A Hands-On Approach to Machine Learning (part 1)

A Hands-On Approach to Machine Learning (part 1)

You can also read this article in my personal blog!

brunocamps.com/2018/07/04/a-hands-on-approach-to-machine-learning-part-1/

We’ll start defining some important concepts and attributes of machine learning systems, things that need to be understood in order to start coding a system. As soon as you finish reading this article, you’ll have a notion of why would you use an ML solution and what do you need to build it.

Defining Machine Learning

Machine Learning is the science of programming computers so they can learn from data.

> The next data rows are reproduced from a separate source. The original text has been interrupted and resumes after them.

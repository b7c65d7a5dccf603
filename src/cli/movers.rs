use super::ui;
use crate::core::market::{AssetSnapshot, MarketProvider};
use crate::core::metrics::{Movers, split_movers};
use anyhow::Result;
use comfy_table::Cell;

/// Fetches the listing once and prints the gainers/losers panels.
pub async fn run(provider: &dyn MarketProvider) -> Result<()> {
    let pb = ui::new_spinner("Fetching market data...");
    let assets = provider.fetch_markets().await;
    pb.finish_and_clear();

    println!("{}", render_panels(&split_movers(&assets?)));
    Ok(())
}

pub fn render_panels(movers: &Movers) -> String {
    let mut output = format!(
        "{}\n{}\n",
        ui::style_text("Top Gainers (24h)", ui::StyleType::Title),
        render_panel(&movers.gainers)
    );
    output.push_str(&format!(
        "\n{}\n{}",
        ui::style_text("Top Losers (24h)", ui::StyleType::Title),
        render_panel(&movers.losers)
    ));
    output
}

fn render_panel(assets: &[AssetSnapshot]) -> String {
    if assets.is_empty() {
        return ui::style_text("No data", ui::StyleType::Subtle);
    }

    let mut table = ui::new_styled_table();
    table.set_header(vec![
        ui::header_cell("Symbol"),
        ui::header_cell("Price"),
        ui::header_cell("24h"),
    ]);
    for asset in assets {
        table.add_row(vec![
            Cell::new(asset.symbol.to_uppercase()),
            ui::value_cell(ui::format_usd(asset.price)),
            ui::change_cell(asset.change_24h_pct),
        ]);
    }
    table.to_string()
}
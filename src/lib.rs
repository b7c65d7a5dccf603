pub mod cli;
pub mod core;
pub mod providers;

use crate::core::config::AppConfig;
use crate::core::market::{ChartRange, MarketProvider, SortMode};
use crate::providers::CoinGeckoProvider;
use anyhow::Result;
use std::sync::Arc;
use std::time::Duration;
use tracing::{debug, info};

/// Application commands, decoupled from the clap surface so integration
/// tests can drive the app directly.
#[derive(Debug, Clone)]
pub enum AppCommand {
    Watch,
    Markets { sort: SortMode },
    Movers,
    Chart { coin_id: String, range: ChartRange },
    Target {
        coin_id: String,
        investment: f64,
        profit: f64,
        fee: f64,
    },
}

pub async fn run_command(command: AppCommand, config_path: Option<&str>) -> Result<()> {
    info!("Coin Radar starting...");

    let config = match config_path {
        Some(path) => AppConfig::load_from_path(path)?,
        None => AppConfig::load()?,
    };
    debug!("Loaded config: {config:#?}");

    let provider = CoinGeckoProvider::new(
        &config.provider.base_url,
        &config.vs_currency,
        config.per_page,
    );

    match command {
        AppCommand::Watch => {
            let provider: Arc<dyn MarketProvider> = Arc::new(provider);
            cli::watch::run(provider, Duration::from_secs(config.refresh_secs)).await
        }
        AppCommand::Markets { sort } => cli::markets::run(&provider, sort).await,
        AppCommand::Movers => cli::movers::run(&provider).await,
        AppCommand::Chart { coin_id, range } => cli::chart::run(&provider, &coin_id, range).await,
        AppCommand::Target {
            coin_id,
            investment,
            profit,
            fee,
        } => cli::target::run(&provider, &coin_id, investment, profit, fee).await,
    }
}
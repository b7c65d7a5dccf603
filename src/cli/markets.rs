use super::ui;
use crate::core::market::{AssetSnapshot, MarketProvider, SortMode, sorted_assets};
use crate::core::metrics::Signal;
use anyhow::Result;
use comfy_table::Cell;

/// Fetches the listing once and prints the market table.
pub async fn run(provider: &dyn MarketProvider, sort: SortMode) -> Result<()> {
    let pb = ui::new_spinner("Fetching market data...");
    let assets = provider.fetch_markets().await;
    pb.finish_and_clear();

    let assets = assets?;
    println!(
        "{} {}",
        ui::style_text("Markets", ui::StyleType::Title),
        ui::style_text(&format!("(sorted by {sort})"), ui::StyleType::Subtle)
    );
    println!("{}", render_table(&assets, sort));
    Ok(())
}

/// Renders the asset table in the given order. Shared between the
/// one-shot command and the live view.
pub fn render_table(assets: &[AssetSnapshot], sort: SortMode) -> String {
    let mut table = ui::new_styled_table();
    table.set_header(vec![
        ui::header_cell("#"),
        ui::header_cell("Symbol"),
        ui::header_cell("Name"),
        ui::header_cell("Price"),
        ui::header_cell("24h"),
        ui::header_cell("Volume 24h"),
        ui::header_cell("Activity"),
        ui::header_cell("Signal"),
    ]);

    for asset in sorted_assets(assets, sort) {
        let rank = asset
            .rank
            .map_or("-".to_string(), |r| format!("{r}"));
        let signal = Signal::classify(asset.change_24h_pct);
        let signal_cell = match signal {
            Signal::Discount => Cell::new(signal.to_string()).fg(comfy_table::Color::Green),
            Signal::Peak => Cell::new(signal.to_string()).fg(comfy_table::Color::Red),
            Signal::Steady => Cell::new(signal.to_string()).fg(comfy_table::Color::DarkGrey),
        };

        table.add_row(vec![
            Cell::new(rank),
            Cell::new(asset.symbol.to_uppercase()),
            Cell::new(&asset.name),
            ui::value_cell(ui::format_usd(asset.price)),
            ui::change_cell(asset.change_24h_pct),
            ui::value_cell(ui::format_volume(asset.volume_24h)),
            ui::value_cell(format!("{:.1}", asset.activity_ratio)),
            signal_cell,
        ]);
    }

    table.to_string()
}

#[cfg(test)]
mod tests {
    use super::*;
    use crate::core::market::test_support::snapshot;

    #[test]
    fn table_lists_every_asset_with_signal() {
        let mut btc = snapshot("bitcoin", 50000.0, 6.0);
        btc.symbol = "btc".to_string();
        btc.rank = Some(1);
        let mut eth = snapshot("ethereum", 3000.0, -3.0);
        eth.symbol = "eth".to_string();
        eth.rank = Some(2);

        let rendered = render_table(&[btc, eth], SortMode::MarketCap);
        assert!(rendered.contains("BTC"));
        assert!(rendered.contains("ETH"));
        assert!(rendered.contains("Peak"));
        assert!(rendered.contains("Discount"));
        assert!(rendered.contains("$50,000.00"));
    }

    #[test]
    fn activity_sort_reorders_rows() {
        let mut slow = snapshot("slowcoin", 1.0, 0.0);
        slow.activity_ratio = 0.5;
        slow.rank = Some(1);
        let mut hot = snapshot("hotcoin", 1.0, 0.0);
        hot.activity_ratio = 42.0;
        hot.rank = Some(2);

        let rendered = render_table(&[slow, hot], SortMode::Activity);
        let hot_pos = rendered.find("hotcoin").unwrap();
        let slow_pos = rendered.find("slowcoin").unwrap();
        assert!(hot_pos < slow_pos);
    }
}
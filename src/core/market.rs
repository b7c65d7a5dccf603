//! Market data abstractions and core types.

use anyhow::Result;
use async_trait::async_trait;
use std::fmt::Display;
use std::str::FromStr;

/// One point-in-time record for a tradable asset, as delivered by the
/// listing feed plus the derived activity ratio. Replaced wholesale on
/// every refresh, never mutated in place.
#[derive(Debug, Clone)]
pub struct AssetSnapshot {
    pub id: String,
    pub symbol: String,
    pub name: String,
    pub image: String,
    pub price: f64,
    pub change_24h_pct: f64,
    pub volume_24h: f64,
    pub market_cap: f64,
    /// Position in the feed's market-cap ordering. Missing for some edge
    /// assets; those rank last.
    pub rank: Option<u32>,
    /// Hourly price samples over the last seven days, oldest first.
    /// Charting only.
    pub sparkline_7d: Vec<f64>,
    pub activity_ratio: f64,
}

#[async_trait]
pub trait MarketProvider: Send + Sync {
    /// Fetches the full asset listing. Each call returns a complete,
    /// self-consistent snapshot of the market.
    async fn fetch_markets(&self) -> Result<Vec<AssetSnapshot>>;
}

/// Table ordering for the market view.
#[derive(Debug, Clone, Copy, PartialEq, Eq, Default)]
pub enum SortMode {
    /// Feed order, i.e. by market capitalization.
    #[default]
    MarketCap,
    /// Hottest first: by activity ratio, descending.
    Activity,
}

impl SortMode {
    pub fn toggle(self) -> Self {
        match self {
            SortMode::MarketCap => SortMode::Activity,
            SortMode::Activity => SortMode::MarketCap,
        }
    }
}

impl Display for SortMode {
    fn fmt(&self, f: &mut std::fmt::Formatter<'_>) -> std::fmt::Result {
        let text = match self {
            SortMode::MarketCap => "market cap",
            SortMode::Activity => "activity",
        };
        write!(f, "{text}")
    }
}

impl FromStr for SortMode {
    type Err = anyhow::Error;

    fn from_str(s: &str) -> Result<Self, Self::Err> {
        match s.to_lowercase().as_str() {
            "cap" | "market-cap" | "marketcap" => Ok(SortMode::MarketCap),
            "activity" | "hot" => Ok(SortMode::Activity),
            _ => Err(anyhow::anyhow!("Invalid sort mode: {}", s)),
        }
    }
}

/// Returns the assets in the requested order without touching the input.
pub fn sorted_assets(assets: &[AssetSnapshot], mode: SortMode) -> Vec<AssetSnapshot> {
    let mut sorted = assets.to_vec();
    match mode {
        SortMode::MarketCap => {
            sorted.sort_by_key(|a| a.rank.unwrap_or(u32::MAX));
        }
        SortMode::Activity => {
            sorted.sort_by(|a, b| {
                b.activity_ratio
                    .partial_cmp(&a.activity_ratio)
                    .unwrap_or(std::cmp::Ordering::Equal)
            });
        }
    }
    sorted
}

/// Time window for the sparkline chart. The feed delivers hourly samples,
/// so a day is the last 24 points.
#[derive(Debug, Clone, Copy, PartialEq, Eq, Default)]
pub enum ChartRange {
    Day,
    ThreeDays,
    #[default]
    Week,
}

impl ChartRange {
    /// Slices the 7-day series down to this range. The full series is
    /// returned when it is shorter than the window.
    pub fn slice<'a>(&self, samples: &'a [f64]) -> &'a [f64] {
        let keep = match self {
            ChartRange::Day => 24,
            ChartRange::ThreeDays => 72,
            ChartRange::Week => return samples,
        };
        let start = samples.len().saturating_sub(keep);
        &samples[start..]
    }
}

impl Display for ChartRange {
    fn fmt(&self, f: &mut std::fmt::Formatter<'_>) -> std::fmt::Result {
        let text = match self {
            ChartRange::Day => "24H",
            ChartRange::ThreeDays => "3D",
            ChartRange::Week => "7D",
        };
        write!(f, "{text}")
    }
}

impl FromStr for ChartRange {
    type Err = anyhow::Error;

    fn from_str(s: &str) -> Result<Self, Self::Err> {
        match s.to_uppercase().as_str() {
            "24H" | "1D" => Ok(ChartRange::Day),
            "3D" => Ok(ChartRange::ThreeDays),
            "7D" => Ok(ChartRange::Week),
            _ => Err(anyhow::anyhow!("Invalid chart range: {}", s)),
        }
    }
}
//! Dashboard view state.
//!
//! The live view is rendered from an immutable snapshot of everything it
//! needs. State transitions return a new value; a refresh swaps the whole
//! asset collection in one step so a render never sees a half-updated mix.

use crate::core::market::{AssetSnapshot, SortMode};
use chrono::{DateTime, Utc};

#[derive(Debug, Clone, Default)]
pub struct DashboardState {
    assets: Vec<AssetSnapshot>,
    selected_id: Option<String>,
    paused: bool,
    sort: SortMode,
    refreshed_at: Option<DateTime<Utc>>,
}

impl DashboardState {
    pub fn new() -> Self {
        Self::default()
    }

    pub fn assets(&self) -> &[AssetSnapshot] {
        &self.assets
    }

    pub fn paused(&self) -> bool {
        self.paused
    }

    pub fn sort(&self) -> SortMode {
        self.sort
    }

    pub fn refreshed_at(&self) -> Option<DateTime<Utc>> {
        self.refreshed_at
    }

    /// The asset currently shown in the chart panel, resolved against the
    /// present collection.
    pub fn selected(&self) -> Option<&AssetSnapshot> {
        match &self.selected_id {
            Some(id) => self.assets.iter().find(|a| &a.id == id),
            None => self.assets.first(),
        }
    }

    /// Replaces the asset collection with a fresh one. The selection is
    /// carried over when the asset still exists, otherwise it falls back
    /// to the first asset of the new collection.
    pub fn with_refresh(mut self, assets: Vec<AssetSnapshot>, at: DateTime<Utc>) -> Self {
        let keep_selection = match &self.selected_id {
            Some(id) => assets.iter().any(|a| &a.id == id),
            None => false,
        };
        if !keep_selection {
            self.selected_id = assets.first().map(|a| a.id.clone());
        }
        self.assets = assets;
        self.refreshed_at = Some(at);
        self
    }

    /// Selects an asset by id; ignored when the id is unknown.
    pub fn with_selection(mut self, id: &str) -> Self {
        if self.assets.iter().any(|a| a.id == id) {
            self.selected_id = Some(id.to_string());
        }
        self
    }

    pub fn with_paused(mut self, paused: bool) -> Self {
        self.paused = paused;
        self
    }

    pub fn with_sort(mut self, sort: SortMode) -> Self {
        self.sort = sort;
        self
    }
}
use comfy_table::modifiers::UTF8_ROUND_CORNERS;
use comfy_table::presets::UTF8_FULL;
use comfy_table::{Attribute, Cell, CellAlignment, Color, ContentArrangement, Table};
use console::style;
use indicatif::{ProgressBar, ProgressStyle};

/// Defines different styles for text elements.
pub enum StyleType {
    Title,
    Value,
    Error,
    Subtle,
}

/// Applies a consistent style to a string.
pub fn style_text(text: &str, style_type: StyleType) -> String {
    let styled = match style_type {
        StyleType::Title => style(text).bold().underlined(),
        StyleType::Value => style(text).green().bold(),
        StyleType::Error => style(text).red(),
        StyleType::Subtle => style(text).dim(),
    };
    styled.to_string()
}

/// Creates a new `comfy_table::Table` with standard styling.
pub fn new_styled_table() -> Table {
    let mut table = Table::new();
    table
        .load_preset(UTF8_FULL)
        .apply_modifier(UTF8_ROUND_CORNERS)
        .set_content_arrangement(ContentArrangement::Dynamic);
    table
}

/// Creates a styled header cell for a table.
pub fn header_cell(text: &str) -> Cell {
    Cell::new(text)
        .fg(Color::Cyan)
        .add_attribute(Attribute::Bold)
}

/// Creates a cell for displaying percentage change with color coding.
pub fn change_cell(change: f64) -> Cell {
    let text = format_pct(change);
    if change >= 0.0 {
        Cell::new(text)
            .fg(Color::Green)
            .set_alignment(CellAlignment::Right)
    } else {
        Cell::new(text)
            .fg(Color::Red)
            .set_alignment(CellAlignment::Right)
    }
}

/// Right-aligned plain cell.
pub fn value_cell(text: impl Into<String>) -> Cell {
    Cell::new(text.into()).set_alignment(CellAlignment::Right)
}

/// Creates a new `indicatif::ProgressBar` in spinner mode for fetches.
pub fn new_spinner(message: &str) -> ProgressBar {
    let pb = ProgressBar::new_spinner();
    pb.set_style(
        ProgressStyle::default_spinner()
            .template("{spinner:.green} {msg}")
            .unwrap(),
    );
    pb.set_message(message.to_string());
    pb.enable_steady_tick(std::time::Duration::from_millis(100));
    pb
}

/// Formats a price in the quote currency: grouped thousands, two decimals
/// for prices at or above one unit, four below it.
pub fn format_usd(value: f64) -> String {
    let decimals = if value.abs() >= 1.0 { 2 } else { 4 };
    let formatted = format!("{value:.decimals$}");
    let (int_part, frac_part) = formatted.split_once('.').unwrap_or((&formatted, ""));

    let (sign, digits) = match int_part.strip_prefix('-') {
        Some(rest) => ("-", rest),
        None => ("", int_part),
    };

    let mut grouped = String::new();
    for (i, c) in digits.chars().enumerate() {
        if i > 0 && (digits.len() - i) % 3 == 0 {
            grouped.push(',');
        }
        grouped.push(c);
    }

    format!("${sign}{grouped}.{frac_part}")
}

/// Signed percentage with two decimals, e.g. `+2.50%`.
pub fn format_pct(value: f64) -> String {
    let sign = if value > 0.0 { "+" } else { "" };
    format!("{sign}{value:.2}%")
}

/// Humanizes large dollar volumes: `$1.2B`, `$35.0M`, else the raw value.
pub fn format_volume(value: f64) -> String {
    if value >= 1e9 {
        format!("${:.1}B", value / 1e9)
    } else if value >= 1e6 {
        format!("${:.1}M", value / 1e6)
    } else {
        format!("${value:.0}")
    }
}

#[cfg(test)]
mod tests {
    use super::*;

    #[test]
    fn usd_formatting_groups_thousands() {
        assert_eq!(format_usd(50137.14), "$50,137.14");
        assert_eq!(format_usd(1234567.0), "$1,234,567.00");
        assert_eq!(format_usd(999.5), "$999.50");
    }

    #[test]
    fn usd_formatting_uses_four_decimals_below_one() {
        assert_eq!(format_usd(0.1234), "$0.1234");
        assert_eq!(format_usd(0.00009), "$0.0001");
    }

    #[test]
    fn usd_formatting_handles_negatives() {
        assert_eq!(format_usd(-1234.5), "$-1,234.50");
    }

    #[test]
    fn pct_formatting_is_signed() {
        assert_eq!(format_pct(2.5), "+2.50%");
        assert_eq!(format_pct(-1.234), "-1.23%");
        assert_eq!(format_pct(0.0), "0.00%");
    }

    #[test]
    fn volume_formatting_humanizes() {
        assert_eq!(format_volume(30_000_000_000.0), "$30.0B");
        assert_eq!(format_volume(1_250_000_000.0), "$1.2B");
        assert_eq!(format_volume(35_000_000.0), "$35.0M");
        assert_eq!(format_volume(999_999.0), "$999999");
    }
}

An ML-based would process raw data and transform it into training instances which are part of the training set. 

Summarizing

Raw data: pure data, unprocessed

Training instances: processed sample data. E.g: salary, purchased or not, nationality…

Training set: a set of multiple training instances used by the system to learn autonomously, algorithmic-based.

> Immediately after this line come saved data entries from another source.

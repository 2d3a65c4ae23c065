use std::path::{Path, PathBuf};

use anyhow::{Context, Result};
use clap::Parser;
use screech_client::client::CaptureClient;
use screech_client::config::{load_config, CliOverrides, ConfigBuilder};
use screech_client::logging::init_logging;
use screech_client::workflow::run_workflow;
use tracing::debug;

#[derive(Parser, Debug)]
#[command(
    name = "screech",
    version,
    about = "Client for the Screech screenshot and recording API",
    after_help = "Examples:\n  screech --url https://example.com\n  screech --no-save\n  screech --width 1280 --height 720\n  screech --record --duration 10"
)]
struct Cli {
    /// URL to capture (default: the demo GIF page)
    #[arg(long)]
    url: Option<String>,

    /// Viewport width in pixels (default: 1920)
    #[arg(long)]
    width: Option<u32>,

    /// Viewport height in pixels (default: 1080)
    #[arg(long)]
    height: Option<u32>,

    /// Also request a screencast recording
    #[arg(long)]
    record: bool,

    /// Recording length in seconds (default: 5)
    #[arg(long)]
    duration: Option<u32>,

    /// Save returned media locally
    #[arg(long, conflicts_with = "no_save")]
    save: bool,

    /// Don't save files locally
    #[arg(long)]
    no_save: bool,

    /// Directory for saved captures (default: downloads)
    #[arg(long, short = 'O')]
    output: Option<PathBuf>,

    /// Directory or file containing screech.json
    #[arg(short, long)]
    config: Option<PathBuf>,

    /// Env file to load (may set SCREECH_BASE_URL)
    #[arg(short, long)]
    env: Option<PathBuf>,

    /// Enable debug logging on stderr
    #[arg(short, long)]
    verbose: bool,
}

impl Cli {
    fn save_override(&self) -> Option<bool> {
        match (self.save, self.no_save) {
            (true, _) => Some(true),
            (_, true) => Some(false),
            _ => None,
        }
    }
}

#[tokio::main]
async fn main() -> Result<()> {
    let cli = Cli::parse();
    init_logging(cli.verbose);

    let base_dir = std::env::current_dir().context("resolving working directory")?;
    let config_target = cli
        .config
        .as_ref()
        .map(|p| resolve_relative(&base_dir, p))
        .unwrap_or_else(|| base_dir.clone());

    let cfg = load_config(&config_target).context("loading configuration")?;

    let overrides = CliOverrides {
        target_url: cli.url.clone(),
        width: cli.width,
        height: cli.height,
        record: cli.record,
        duration_seconds: cli.duration,
        save: cli.save_override(),
        download_dir: cli.output.clone(),
    };

    let resolved = ConfigBuilder::new(
        base_dir.clone(),
        cfg,
        cli.env.as_ref().map(|p| resolve_relative(&base_dir, p)),
        overrides,
    )
    .build()?;
    debug!(
        config = ?resolved.config_path,
        env_files = ?resolved.env_files,
        base_url = %resolved.client.base_url,
        "configuration resolved"
    );

    let client = CaptureClient::new(resolved.client)?;
    run_workflow(&client, &resolved.workflow).await;

    Ok(())
}

fn resolve_relative(base: &Path, path: &Path) -> PathBuf {
    if path.is_absolute() {
        path.to_path_buf()
    } else {
        base.join(path)
    }
}
use reqwest::StatusCode;
use thiserror::Error;

#[derive(Debug, Error)]
pub enum CaptureError {
    #[error("request to {endpoint} failed: {source}")]
    Transport {
        endpoint: String,
        #[source]
        source: reqwest::Error,
    },

    #[error("server returned HTTP {status}: {body}")]
    Status { status: StatusCode, body: String },

    #[error("could not decode response (HTTP {status}): {source}")]
    Decode {
        status: StatusCode,
        #[source]
        source: serde_json::Error,
    },
}

impl CaptureError {
    pub(super) fn transport(endpoint: &str, source: reqwest::Error) -> Self {
        CaptureError::Transport {
            endpoint: endpoint.to_string(),
            source,
        }
    }

    pub(super) fn status(status: StatusCode, body: &[u8]) -> Self {
        CaptureError::Status {
            status,
            body: String::from_utf8_lossy(body).trim().to_string(),
        }
    }

    pub fn is_timeout(&self) -> bool {
        matches!(self, CaptureError::Transport { source, .. } if source.is_timeout())
    }
}

#[cfg(test)]
mod tests {
    use super::*;

    #[test]
    fn status_error_trims_body() {
        let err = CaptureError::status(StatusCode::SERVICE_UNAVAILABLE, b"  down for maintenance\n");
        assert_eq!(
            err.to_string(),
            "server returned HTTP 503 Service Unavailable: down for maintenance"
        );
        assert!(!err.is_timeout());
    }

    #[test]
    fn decode_error_names_status() {
        let source = serde_json::from_str::<serde_json::Value>("<html>").unwrap_err();
        let err = CaptureError::Decode {
            status: StatusCode::OK,
            source,
        };
        assert!(err.to_string().starts_with("could not decode response (HTTP 200 OK)"));
    }
}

That is an example of a training set. Each line is a training instance. Note that the “Purchased” field is still unprocessed – your computer understands 0’s and 1’s, and not Yes’s and No’s.

From the example above:

  • Country, Age, Salary and Purchased are data types or also attributes
  • feature is usually an attribute plus its value (“Country” = “France”)

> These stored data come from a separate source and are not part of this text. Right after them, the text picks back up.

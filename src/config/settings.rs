use std::{path::PathBuf, time::Duration};

pub const DEFAULT_BASE_URL: &str = "http://localhost:3000";
pub const DEFAULT_TARGET_URL: &str =
    "https://giphy.com/gifs/rickroll-rick-astley-never-gonna-give-you-up-Vuw9m5wXviFIQ";
pub const DEFAULT_WIDTH: u32 = 1920;
pub const DEFAULT_HEIGHT: u32 = 1080;
pub const DEFAULT_RECORDING_SECS: u32 = 5;
pub const DEFAULT_DOWNLOAD_DIR: &str = "downloads";
pub const DEFAULT_HEALTH_TIMEOUT: Duration = Duration::from_secs(10);
pub const DEFAULT_CAPTURE_TIMEOUT: Duration = Duration::from_secs(30);

/// Connection settings handed to `CaptureClient::new`.
#[derive(Debug, Clone, PartialEq, Eq)]
pub struct ClientConfig {
    pub base_url: String,
    pub health_timeout: Duration,
    pub capture_timeout: Duration,
}

impl Default for ClientConfig {
    fn default() -> Self {
        Self {
            base_url: DEFAULT_BASE_URL.to_string(),
            health_timeout: DEFAULT_HEALTH_TIMEOUT,
            capture_timeout: DEFAULT_CAPTURE_TIMEOUT,
        }
    }
}

/// What a single run captures and where the results go.
#[derive(Debug, Clone, PartialEq, Eq)]
pub struct WorkflowOptions {
    pub target_url: String,
    pub width: u32,
    pub height: u32,
    pub record: bool,
    pub duration_seconds: u32,
    pub save: bool,
    pub download_dir: PathBuf,
}

impl Default for WorkflowOptions {
    fn default() -> Self {
        Self {
            target_url: DEFAULT_TARGET_URL.to_string(),
            width: DEFAULT_WIDTH,
            height: DEFAULT_HEIGHT,
            record: false,
            duration_seconds: DEFAULT_RECORDING_SECS,
            save: true,
            download_dir: PathBuf::from(DEFAULT_DOWNLOAD_DIR),
        }
    }
}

ML/AI systems vs. Mechanical Systems

Spam filters were one of the first practical and mainstream uses of machine learning, and they illustrate well such difference. A spam filter usually analyzes words within the email itself looking for red flags.

If you’re building a mechanical spam filter, you would have to hardcode all spam red flags. As it might be effective, it’s not so efficient since spam strategies are constantly changing.

What I’m saying is that a lot of human effort would be required to keep such a mechanical system up to date. In an ML scenario, the system would learn incrementally by itself by being fed training data (online learning, preferably).

Training what we can’t (or don’t want to) code

Coding a speech recognizer or a personal assistant like Siri or Alexa became possible thanks to machine learning. Well, they could be coded with no ML traces, but that’s the kind of work that becomes unnecessary when you have the powerful tools of ML.

Imagine if you had to hardcode all possible variations of each word and assign all of them to the corresponding letters… a huge chunk of work. Writing an algorithm that learns by itself is a better idea, given many examples for each word.

We can now conclude that ML and AI open uncountable possibilities for innovations, since their building time becomes shorter.

So, when to use machine learning?

  • Dynamic environment (ML can adapt to new data using online/batch learning)
  • Getting intel about complex problems and large amounts of data
  • Complex problems that are not so easy to code or would require a lot of human hours
  • Huge amounts of data and no known or developed algorithms

Machine Learning Systems

There are three ways to generally classify machine learning systems or algorithms:

  • Whether they are trained or not under human supervision (supervised, unsupervised, semisupervised or Reinforcement Learning)
  • Whether they can learn incrementally while running (online or batch learning)
  • Whether they compare new data points to known data points, or detect patterns in the new training data and build predictive models (instance based or model-based learning)

How systems are trained

Supervised Learning

The training data fed to the algorithms includes the desired solutions, called labels. Therefore, every training instance will contain a label.

Classification and Regression are typical supervised learning tasks:

  • Classification will set instances into different groups
  • Regression (or prediction) will predict values or actions by learning from predictors and their labels

Most important supervised learning algorithms:

  • Neural Networks (which can also be unsupervised)
  • Decision Trees
  • Random Forests
  • Linear Regression
  • Logistic Regression

Unsupervised Learning

The training data is unlabeled. The system learns by itself through data interpretation. Therefore, an unlabeled training set. There are three general uses for unsupervised learning:

  • Clustering
  • Association rule learning
  • Visualization and dimensionality reduction

Clustering will divide instances into clusters – which are groups that share traits in common.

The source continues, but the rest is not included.